I have found somewhere the following scheme for an arduino based geiger counter. (The arduino main purpose is to count the pulses from the tube) As far as I can understand it, the transistor would amplify the small current coming from the tube and the arduino would then detect a low logic level when a ionizing radiation is passing. My doubt is about the capacitor: why is it there? I have tried to build the circuit simulating the passage of radiation by pressing a button. I tried to remove the cap from the circuit too, and yet the detection is noticeably more accurate with the capacitor in.

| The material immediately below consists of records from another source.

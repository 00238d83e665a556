//! Review prompt assembly for the oracle CLI.
//!
//! The prompt is deterministic given its inputs: reviewer framing, the
//! rubric, optional project context, the plan under review, and (from
//! round 2 on) the previous round's feedback so the oracle can judge
//! whether it was addressed.

/// Build the evaluation prompt for one scorer invocation.
///
/// `prior_feedback` must only be supplied for rounds >= 2; the first
/// review of a plan is judged on its own terms.
pub fn build_prompt(
    plan: &str,
    rubric: &str,
    context: &str,
    round: u32,
    prior_feedback: Option<&str>,
) -> String {
    let mut prompt = format!(
        "You are a senior software architect reviewing an implementation plan.\n\n\
         Evaluate the following implementation plan using the rubric.\n\n\
         {rubric}\n\n\
         ## Feedback Guidelines\n\n\
         - Prioritize issues: list critical problems first, minor improvements last\n\
         - Be specific: reference exact steps by number\n\
         - Be actionable: say what to change, not just what's wrong\n\n"
    );

    if !context.trim().is_empty() {
        prompt.push_str(&format!("## Project Context\n\n{context}\n\n"));
    }

    prompt.push_str(&format!("## Plan to Evaluate (Round {round})\n\n{plan}\n"));

    if let Some(previous) = prior_feedback {
        prompt.push_str(&format!(
            "\n## Previous Feedback (Round {})\n\n{previous}\n\n\
             Assess: Which feedback items were addressed? Which were ignored? \
             Focus new feedback on remaining and newly discovered issues.\n",
            round.saturating_sub(1)
        ));
    }

    prompt
}
//! Plangate - Plan Review Gate for Claude Code
//!
//! Plangate intercepts implementation plans at hook boundaries, scores
//! them with an external oracle CLI, and blocks weak plans with
//! actionable feedback across a bounded number of review rounds.

pub mod cli;
pub mod config;
pub mod core;
pub mod error;
pub mod hooks;
pub mod plan;
pub mod scorer;
pub mod storage;
pub mod util;

pub use config::Config;
pub use core::{Decision, Gate, PlanIdentity, ReviewStatus, SessionState, Verdict};
pub use error::{PlangateError, Result};
pub use hooks::{HookResponse, HookRunner, HookType};
pub use plan::{detect, find_plan_file, DiscoveredPlan};
pub use scorer::{CliScorer, EvaluationResult, Scorer, ScorerFailure};
pub use storage::{FileSessionStore, MemorySessionStore, SessionStore};

// CLI commands
pub use cli::{ClearCommand, ConfigCommand, InitCommand, SessionsCommand};
#[cfg(test)]
mod tests {
    use super::*;
    use crate::core::PlanIdentity;
    use chrono::Duration;
    use tempfile::TempDir;

    fn create_test_store() -> (FileSessionStore, TempDir) {
        let temp = TempDir::new().unwrap();
        let store = FileSessionStore::with_dir(temp.path().join("sessions")).unwrap();
        (store, temp)
    }

    fn reviewed_state(session_id: &str) -> SessionState {
        let mut state = SessionState::new(session_id);
        state.advance_round(PlanIdentity::from_file(
            "/p/.claude/plans/plan.md",
            "# Plan|aaaa1111",
        ));
        state.record_feedback(Some(5), "tighten the rollout steps");
        state
    }

    // ==========================================================
    // Conformance
    // ==========================================================

    #[test]
    fn test_conformance_crud() {
        let (store, _temp) = create_test_store();
        crate::storage::traits::tests::test_session_store_crud(&store);
    }

    #[test]
    fn test_conformance_markers() {
        let (store, _temp) = create_test_store();
        crate::storage::traits::tests::test_session_store_markers(&store);
    }

    // ==========================================================
    // Records on disk
    // ==========================================================

    #[test]
    fn test_with_dir_creates_directory() {
        let temp = TempDir::new().unwrap();
        let dir = temp.path().join("nested").join("sessions");
        let store = FileSessionStore::with_dir(&dir).unwrap();
        assert!(dir.is_dir());
        assert_eq!(store.sessions_dir(), dir);
    }

    #[test]
    fn test_put_writes_one_json_file_per_session() {
        let (store, _temp) = create_test_store();
        store.put(&reviewed_state("s-1")).unwrap();
        store.put(&reviewed_state("s-2")).unwrap();

        assert!(store.sessions_dir().join("s-1.json").is_file());
        assert!(store.sessions_dir().join("s-2.json").is_file());
        // No leftover temp files after a successful write
        assert!(!store.sessions_dir().join(".s-1.json.tmp").exists());
    }

    #[test]
    fn test_put_replaces_existing_record() {
        let (store, _temp) = create_test_store();
        let mut state = reviewed_state("s-1");
        store.put(&state).unwrap();

        state.record_feedback(Some(8), "good revision");
        store.put(&state).unwrap();

        let loaded = store.get("s-1").unwrap().unwrap();
        assert_eq!(loaded.last_score, Some(8));
        assert_eq!(loaded.last_feedback.as_deref(), Some("good revision"));
    }

    #[test]
    fn test_get_missing_session_returns_none() {
        let (store, _temp) = create_test_store();
        assert!(store.get("nope").unwrap().is_none());
    }

    #[test]
    fn test_get_corrupt_record_returns_none_without_deleting() {
        let (store, _temp) = create_test_store();
        let path = store.sessions_dir().join("s-1.json");
        fs::write(&path, "{ not json").unwrap();

        assert!(store.get("s-1").unwrap().is_none());
        // The record stays on disk for inspection
        assert!(path.is_file());
    }

    #[test]
    fn test_get_stale_record_returns_none_without_deleting() {
        let (store, _temp) = create_test_store();
        let mut state = reviewed_state("s-1");
        state.last_updated = Utc::now() - Duration::minutes(31);
        store.put(&state).unwrap();

        assert!(store.get("s-1").unwrap().is_none());
        assert!(store.sessions_dir().join("s-1.json").is_file());
    }

    #[test]
    fn test_get_within_staleness_window_returns_record() {
        let (store, _temp) = create_test_store();
        let mut state = reviewed_state("s-1");
        state.last_updated = Utc::now() - Duration::minutes(29);
        store.put(&state).unwrap();

        assert!(store.get("s-1").unwrap().is_some());
    }

    #[test]
    fn test_unsafe_session_id_is_sanitized() {
        let (store, _temp) = create_test_store();
        let state = reviewed_state("../../etc/passwd");
        store.put(&state).unwrap();

        // The record lands inside the sessions directory
        assert!(store
            .sessions_dir()
            .join("______etc_passwd.json")
            .is_file());
        assert!(store.get("../../etc/passwd").unwrap().is_some());
    }

    // ==========================================================
    // Listing
    // ==========================================================

    #[test]
    fn test_list_empty_store() {
        let (store, _temp) = create_test_store();
        assert!(store.list().unwrap().is_empty());
    }

    #[test]
    fn test_list_includes_stale_records() {
        let (store, _temp) = create_test_store();
        let mut stale = reviewed_state("old");
        stale.last_updated = Utc::now() - Duration::hours(2);
        store.put(&stale).unwrap();
        store.put(&reviewed_state("fresh")).unwrap();

        let listed = store.list().unwrap();
        assert_eq!(listed.len(), 2);
    }

    #[test]
    fn test_list_skips_markers_and_junk() {
        let (store, _temp) = create_test_store();
        store.put(&reviewed_state("s-1")).unwrap();
        store
            .record_plan_marker("s-1", Path::new("/p/.claude/plans/plan.md"))
            .unwrap();
        store.mark_evaluated("s-1", "cafe0123").unwrap();
        fs::write(store.sessions_dir().join("notes.txt"), "hi").unwrap();
        fs::write(store.sessions_dir().join("broken.json"), "{").unwrap();

        let listed = store.list().unwrap();
        assert_eq!(listed.len(), 1);
        assert_eq!(listed[0].session_id, "s-1");
    }

    #[test]
    fn test_list_sorted_most_recent_first() {
        let (store, _temp) = create_test_store();
        store.put(&reviewed_state("older")).unwrap();
        // Backdate the first file's mtime so ordering does not depend
        // on write timing
        let older = store.sessions_dir().join("older.json");
        let past = SystemTime::now() - std::time::Duration::from_secs(120);
        let file = File::options().append(true).open(&older).unwrap();
        file.set_modified(past).unwrap();
        drop(file);
        store.put(&reviewed_state("newer")).unwrap();

        let listed = store.list().unwrap();
        assert_eq!(listed[0].session_id, "newer");
        assert_eq!(listed[1].session_id, "older");
    }

    // ==========================================================
    // Deletion
    // ==========================================================

    #[test]
    fn test_delete_removes_record_and_plan_marker() {
        let (store, _temp) = create_test_store();
        store.put(&reviewed_state("s-1")).unwrap();
        store
            .record_plan_marker("s-1", Path::new("/p/.claude/plans/plan.md"))
            .unwrap();

        store.delete("s-1").unwrap();
        assert!(!store.sessions_dir().join("s-1.json").exists());
        assert!(!store.sessions_dir().join("s-1.plan").exists());
    }

    #[test]
    fn test_clear_all_counts_sessions_and_removes_markers() {
        let (store, _temp) = create_test_store();
        store.put(&reviewed_state("s-1")).unwrap();
        store.put(&reviewed_state("s-2")).unwrap();
        store
            .record_plan_marker("s-1", Path::new("/p/.claude/plans/plan.md"))
            .unwrap();
        store.mark_evaluated("s-2", "cafe0123").unwrap();

        let removed = store.clear_all().unwrap();
        assert_eq!(removed, 2);
        assert!(store.list().unwrap().is_empty());
        assert!(store.plan_marker("s-1").unwrap().is_none());
        assert!(!store.recently_evaluated("s-2", "cafe0123").unwrap());
    }

    #[test]
    fn test_clear_all_empty_store() {
        let (store, _temp) = create_test_store();
        assert_eq!(store.clear_all().unwrap(), 0);
    }

    // ==========================================================
    // Markers
    // ==========================================================

    #[test]
    fn test_record_plan_marker_overwrites_previous() {
        let (store, _temp) = create_test_store();
        store
            .record_plan_marker("s-1", Path::new("/p/.claude/plans/first.md"))
            .unwrap();
        store
            .record_plan_marker("s-1", Path::new("/p/.claude/plans/second.md"))
            .unwrap();

        assert_eq!(
            store.plan_marker("s-1").unwrap().as_deref(),
            Some(Path::new("/p/.claude/plans/second.md"))
        );
    }

    #[test]
    fn test_corrupt_plan_marker_treated_as_absent() {
        let (store, _temp) = create_test_store();
        fs::write(store.sessions_dir().join("s-1.plan"), "not json").unwrap();
        assert!(store.plan_marker("s-1").unwrap().is_none());
    }

    #[test]
    fn test_expired_recent_marker_no_longer_matches() {
        let (store, _temp) = create_test_store();
        let marker = RecentEvaluation {
            content_hash: "cafe0123".to_string(),
            evaluated_at: Utc::now() - Duration::seconds(RECENT_EVAL_TTL_SECONDS + 5),
        };
        fs::write(
            store.sessions_dir().join("s-1.recent"),
            serde_json::to_string(&marker).unwrap(),
        )
        .unwrap();

        assert!(!store.recently_evaluated("s-1", "cafe0123").unwrap());
    }

    #[test]
    fn test_recent_marker_within_window_matches() {
        let (store, _temp) = create_test_store();
        let marker = RecentEvaluation {
            content_hash: "cafe0123".to_string(),
            evaluated_at: Utc::now() - Duration::seconds(RECENT_EVAL_TTL_SECONDS - 10),
        };
        fs::write(
            store.sessions_dir().join("s-1.recent"),
            serde_json::to_string(&marker).unwrap(),
        )
        .unwrap();

        assert!(store.recently_evaluated("s-1", "cafe0123").unwrap());
    }
}
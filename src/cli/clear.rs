//! Clear command for Plangate.
//!
//! Deletes stored review state, either for one session or for all of
//! them. Clearing a session restarts its review from round one.

use serde::{Deserialize, Serialize};

use crate::storage::SessionStore;

/// Options for the clear command.
#[derive(Debug, Clone, Default)]
pub struct ClearOptions {
    /// Output as JSON.
    pub json: bool,
    /// Suppress output.
    pub quiet: bool,
    /// Clear all sessions.
    pub all: bool,
}

/// Output format for the clear command.
#[derive(Debug, Clone, Serialize, Deserialize)]
pub struct ClearOutput {
    /// Whether the command was successful.
    pub success: bool,
    /// Number of sessions cleared.
    pub cleared: usize,
    /// IDs of the cleared sessions, when known.
    pub cleared_ids: Vec<String>,
    /// Error message if command failed.
    #[serde(skip_serializing_if = "Option::is_none")]
    pub error: Option<String>,
}

impl ClearOutput {
    /// Create a successful output.
    pub fn success(cleared: usize, cleared_ids: Vec<String>) -> Self {
        Self {
            success: true,
            cleared,
            cleared_ids,
            error: None,
        }
    }

    /// Create a failed output.
    pub fn failure(error: impl Into<String>) -> Self {
        Self {
            success: false,
            cleared: 0,
            cleared_ids: Vec::new(),
            error: Some(error.into()),
        }
    }
}

/// The clear command implementation.
pub struct ClearCommand<S: SessionStore> {
    store: S,
}

impl<S: SessionStore> ClearCommand<S> {
    /// Create a new clear command.
    pub fn new(store: S) -> Self {
        Self { store }
    }

    /// Run the clear command.
    pub fn run(&self, session_id: Option<&str>, options: &ClearOptions) -> ClearOutput {
        match (session_id, options.all) {
            (Some(id), _) => self.clear_one(id),
            (None, true) => self.clear_all(),
            (None, false) => {
                ClearOutput::failure("Specify a session ID or use --all to clear everything")
            }
        }
    }

    /// Clear a single session by ID.
    ///
    /// Stale records are still listed and still clearable; only a
    /// session with no record at all is reported as unknown.
    fn clear_one(&self, session_id: &str) -> ClearOutput {
        let known = match self.store.list() {
            Ok(sessions) => sessions.iter().any(|s| s.session_id == session_id),
            Err(e) => return ClearOutput::failure(format!("Failed to list sessions: {}", e)),
        };
        if !known {
            return ClearOutput::failure(format!("Session '{}' not found", session_id));
        }

        match self.store.delete(session_id) {
            Ok(()) => ClearOutput::success(1, vec![session_id.to_string()]),
            Err(e) => ClearOutput::failure(format!("Failed to clear session: {}", e)),
        }
    }

    /// Clear all sessions and their markers.
    fn clear_all(&self) -> ClearOutput {
        match self.store.clear_all() {
            Ok(cleared) => ClearOutput::success(cleared, Vec::new()),
            Err(e) => ClearOutput::failure(format!("Failed to clear sessions: {}", e)),
        }
    }

    /// Format output based on options.
    pub fn format_output(&self, output: &ClearOutput, options: &ClearOptions) -> String {
        if options.quiet {
            return String::new();
        }

        if options.json {
            serde_json::to_string_pretty(output).unwrap_or_else(|_| "{}".to_string())
        } else if !output.success {
            format!(
                "Clear failed: {}",
                output.error.as_deref().unwrap_or("unknown error")
            )
        } else if output.cleared == 0 {
            "No review sessions to clear.".to_string()
        } else if output.cleared_ids.is_empty() {
            format!("Cleared {} review session(s).", output.cleared)
        } else {
            format!("Cleared session {}.", output.cleared_ids.join(", "))
        }
    }
}
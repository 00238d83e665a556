//! Hook input types for Claude Code integration.
//!
//! These types model the JSON that Claude Code writes to a hook's
//! stdin. Unknown fields are ignored so newer protocol versions do not
//! break older binaries.

use std::path::PathBuf;

use serde::{Deserialize, Serialize};

/// Common input fields shared by all hook events.
#[derive(Debug, Clone, Serialize, Deserialize, PartialEq)]
pub struct HookInput {
    /// Unique session identifier.
    pub session_id: String,
    /// Path to the conversation transcript (JSONL).
    pub transcript_path: PathBuf,
    /// Project working directory.
    pub cwd: PathBuf,
    /// Permission mode active when the hook fired ("default", "plan", ...).
    #[serde(default, skip_serializing_if = "Option::is_none")]
    pub permission_mode: Option<String>,
}

impl HookInput {
    /// Create a new hook input.
    pub fn new(
        session_id: impl Into<String>,
        transcript_path: impl Into<PathBuf>,
        cwd: impl Into<PathBuf>,
    ) -> Self {
        Self {
            session_id: session_id.into(),
            transcript_path: transcript_path.into(),
            cwd: cwd.into(),
            permission_mode: None,
        }
    }

    /// Set the permission mode.
    pub fn with_permission_mode(mut self, mode: impl Into<String>) -> Self {
        self.permission_mode = Some(mode.into());
        self
    }
}

/// Input for the pre-tool-use hook.
#[derive(Debug, Clone, Serialize, Deserialize, PartialEq)]
pub struct PreToolUseInput {
    /// Common hook input fields.
    #[serde(flatten)]
    pub common: HookInput,
    /// The name of the tool about to run.
    pub tool_name: String,
    /// The tool input (as JSON value).
    #[serde(default)]
    pub tool_input: serde_json::Value,
}

impl PreToolUseInput {
    /// Create a new pre-tool-use input.
    pub fn new(
        common: HookInput,
        tool_name: impl Into<String>,
        tool_input: serde_json::Value,
    ) -> Self {
        Self {
            common,
            tool_name: tool_name.into(),
            tool_input,
        }
    }

    /// The `plan` field of an ExitPlanMode invocation, if present.
    pub fn plan_text(&self) -> Option<&str> {
        self.tool_input.get("plan").and_then(|v| v.as_str())
    }
}

/// Input for the post-tool-use hook.
#[derive(Debug, Clone, Serialize, Deserialize, PartialEq)]
pub struct PostToolUseInput {
    /// Common hook input fields.
    #[serde(flatten)]
    pub common: HookInput,
    /// The name of the tool that ran.
    pub tool_name: String,
    /// The tool input (as JSON value).
    #[serde(default)]
    pub tool_input: serde_json::Value,
    /// The tool response (as JSON value).
    #[serde(default)]
    pub tool_response: serde_json::Value,
}

impl PostToolUseInput {
    /// Create a new post-tool-use input.
    pub fn new(
        common: HookInput,
        tool_name: impl Into<String>,
        tool_input: serde_json::Value,
    ) -> Self {
        Self {
            common,
            tool_name: tool_name.into(),
            tool_input,
            tool_response: serde_json::Value::Null,
        }
    }

    /// The `file_path` field of a Write or Edit invocation, if present.
    pub fn file_path(&self) -> Option<&str> {
        self.tool_input.get("file_path").and_then(|v| v.as_str())
    }
}

/// Input for the stop hook.
#[derive(Debug, Clone, Serialize, Deserialize, PartialEq)]
pub struct StopInput {
    /// Common hook input fields.
    #[serde(flatten)]
    pub common: HookInput,
    /// True when this turn was already continued by a stop hook.
    #[serde(default)]
    pub stop_hook_active: bool,
    /// The assistant's final message, when Claude Code provides it
    /// directly. Absent on older versions; the transcript is the
    /// fallback.
    #[serde(default, skip_serializing_if = "Option::is_none")]
    pub last_assistant_message: Option<String>,
}

impl StopInput {
    /// Create a new stop input.
    pub fn new(common: HookInput) -> Self {
        Self {
            common,
            stop_hook_active: false,
            last_assistant_message: None,
        }
    }
}

/// Parse hook input from JSON.
pub fn parse_input<T: for<'de> Deserialize<'de>>(json: &str) -> crate::error::Result<T> {
    serde_json::from_str(json).map_err(|e| {
        crate::error::PlangateError::serde(format!("Failed to parse hook input: {}", e))
    })
}
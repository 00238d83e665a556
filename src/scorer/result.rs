//! Scorer verdict types and strict output parsing.
//!
//! The oracle CLI is constrained by an output schema, but its stdout is
//! still untrusted: progress noise before the JSON, a missing field, an
//! out-of-range criterion. Parsing is strict and every defect maps to
//! [`ScorerFailure::MalformedOutput`] rather than a guess. The one
//! repair performed is the total: the accepted total is always the sum
//! of the five criterion scores, and a reported total that disagrees is
//! logged and discarded.

use serde::Deserialize;
use thiserror::Error;

/// Why a scorer invocation produced no verdict.
///
/// One subprocess attempt is made per evaluation; every way it can go
/// wrong lands here and the round policy decides what happens next.
#[derive(Error, Debug, Clone, PartialEq, Eq)]
pub enum ScorerFailure {
    /// The oracle CLI could not be started at all.
    #[error("scorer unavailable: {message}")]
    Unavailable { message: String },

    /// The oracle ran past its wall-clock budget and was killed.
    #[error("scorer timed out ({seconds}s). Increase: PLANGATE_TIMEOUT_SECONDS={}", .seconds + 30)]
    Timeout { seconds: u64 },

    /// The oracle exited nonzero.
    #[error("scorer failed (exit {code}): {stderr}")]
    ExecutionFailed { code: i32, stderr: String },

    /// The oracle exited cleanly but its output was not a usable verdict.
    #[error("scorer output unusable: {message}")]
    MalformedOutput { message: String },
}

impl ScorerFailure {
    /// Failure for a scorer executable that is not installed.
    pub fn not_found(path: &str) -> Self {
        Self::Unavailable {
            message: format!(
                "'{path}' not found. Install: npm install -g @openai/codex, \
                 or set PLANGATE_SCORER_PATH"
            ),
        }
    }

    /// Failure for any other spawn or I/O problem around the subprocess.
    pub fn unavailable(message: impl Into<String>) -> Self {
        Self::Unavailable {
            message: message.into(),
        }
    }

    /// Failure for unusable scorer output.
    pub fn malformed(message: impl Into<String>) -> Self {
        Self::MalformedOutput {
            message: message.into(),
        }
    }

    /// Short name for logs.
    pub fn kind(&self) -> &'static str {
        match self {
            ScorerFailure::Unavailable { .. } => "unavailable",
            ScorerFailure::Timeout { .. } => "timeout",
            ScorerFailure::ExecutionFailed { .. } => "execution_failed",
            ScorerFailure::MalformedOutput { .. } => "malformed_output",
        }
    }
}

/// Per-criterion scores, each 0..=2.
#[derive(Debug, Clone, Copy, PartialEq, Eq, Default)]
pub struct ScoreBreakdown {
    pub completeness: u8,
    pub correctness: u8,
    pub sequencing: u8,
    pub risk_awareness: u8,
    pub clarity: u8,
}

impl ScoreBreakdown {
    /// Sum of the five criteria, 0..=10.
    pub fn total(&self) -> u8 {
        self.completeness + self.correctness + self.sequencing + self.risk_awareness + self.clarity
    }
}

/// A parsed oracle verdict.
#[derive(Debug, Clone, PartialEq, Eq)]
pub struct EvaluationResult {
    /// Per-criterion breakdown.
    pub scores: ScoreBreakdown,
    /// Accepted total: always the breakdown sum.
    pub total: u8,
    /// What the plan does well.
    pub strengths: Vec<String>,
    /// Problems the plan must address. Wire name: `weaknesses`.
    pub issues: Vec<String>,
    /// Concrete changes to make.
    pub suggestions: Vec<String>,
}

/// Wire shape of the oracle's JSON verdict.
#[derive(Deserialize)]
struct RawVerdict {
    score: i64,
    breakdown: RawBreakdown,
    strengths: Vec<String>,
    weaknesses: Vec<String>,
    suggestions: Vec<String>,
}

#[derive(Deserialize)]
struct RawBreakdown {
    completeness: i64,
    correctness: i64,
    sequencing: i64,
    risk_awareness: i64,
    clarity: i64,
}

/// Parse oracle stdout into an [`EvaluationResult`].
///
/// The whole output is tried as JSON first; when that fails (codex may
/// print progress lines before the answer), the last non-empty line is
/// tried instead. The verdict must be an object carrying the five
/// breakdown criteria as integers in 0..=2 plus the three feedback
/// lists. The reported `score` is cross-checked against the breakdown
/// sum and the sum wins on disagreement.
pub fn parse_verdict(stdout: &str) -> Result<EvaluationResult, ScorerFailure> {
    let trimmed = stdout.trim();
    if trimmed.is_empty() {
        return Err(ScorerFailure::malformed("scorer returned empty output"));
    }

    let value = serde_json::from_str::<serde_json::Value>(trimmed)
        .ok()
        .filter(serde_json::Value::is_object)
        .or_else(|| last_json_object(trimmed))
        .ok_or_else(|| {
            ScorerFailure::malformed(
                "no JSON object in scorer output. Set PLANGATE_VERBOSE=true for details",
            )
        })?;

    let raw: RawVerdict = serde_json::from_value(value)
        .map_err(|err| ScorerFailure::malformed(format!("scorer verdict rejected: {err}")))?;

    let scores = ScoreBreakdown {
        completeness: criterion("completeness", raw.breakdown.completeness)?,
        correctness: criterion("correctness", raw.breakdown.correctness)?,
        sequencing: criterion("sequencing", raw.breakdown.sequencing)?,
        risk_awareness: criterion("risk_awareness", raw.breakdown.risk_awareness)?,
        clarity: criterion("clarity", raw.breakdown.clarity)?,
    };

    let total = scores.total();
    if raw.score != i64::from(total) {
        tracing::warn!(
            reported = raw.score,
            computed = total,
            "scorer total disagrees with breakdown sum, using the sum"
        );
    }

    Ok(EvaluationResult {
        scores,
        total,
        strengths: raw.strengths,
        issues: raw.weaknesses,
        suggestions: raw.suggestions,
    })
}

fn criterion(name: &str, value: i64) -> Result<u8, ScorerFailure> {
    if (0..=2).contains(&value) {
        Ok(value as u8)
    } else {
        Err(ScorerFailure::malformed(format!(
            "invalid breakdown.{name}: {value} (must be 0-2)"
        )))
    }
}

/// Last non-empty line of `stdout` that parses as a JSON object.
fn last_json_object(stdout: &str) -> Option<serde_json::Value> {
    let line = stdout.lines().rev().map(str::trim).find(|l| !l.is_empty())?;
    serde_json::from_str::<serde_json::Value>(line)
        .ok()
        .filter(serde_json::Value::is_object)
}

I guess it is because the capacitor is like a filter for "false pulses".Can someone please explain me the role C1?
It's there to stretch the pulses into something the arduino can see.
AVR microcontrollers can't reliably detect pulses shorter than one clock period.
the capscitor in combination with the pull-up resistor will stetch the pulses out to ballpark 100 microseconds which should be easily detectable.
C1 acts as an integrator. The current out of the geiger tube is amplified by Q1, then the collector current is integrated on C1. The current is a pretty sharp pulse of short duration so it will look like a voltage step. The voltage step then exponentially decays back up to the baseline (~5V) with the time constant C1*Rpullup (~103 ns).
The capacitor works as an output voltage stabilizer: a random short "firing" of the transistor doesn't discharge the capacitor much, and hence doesn't register as pulse.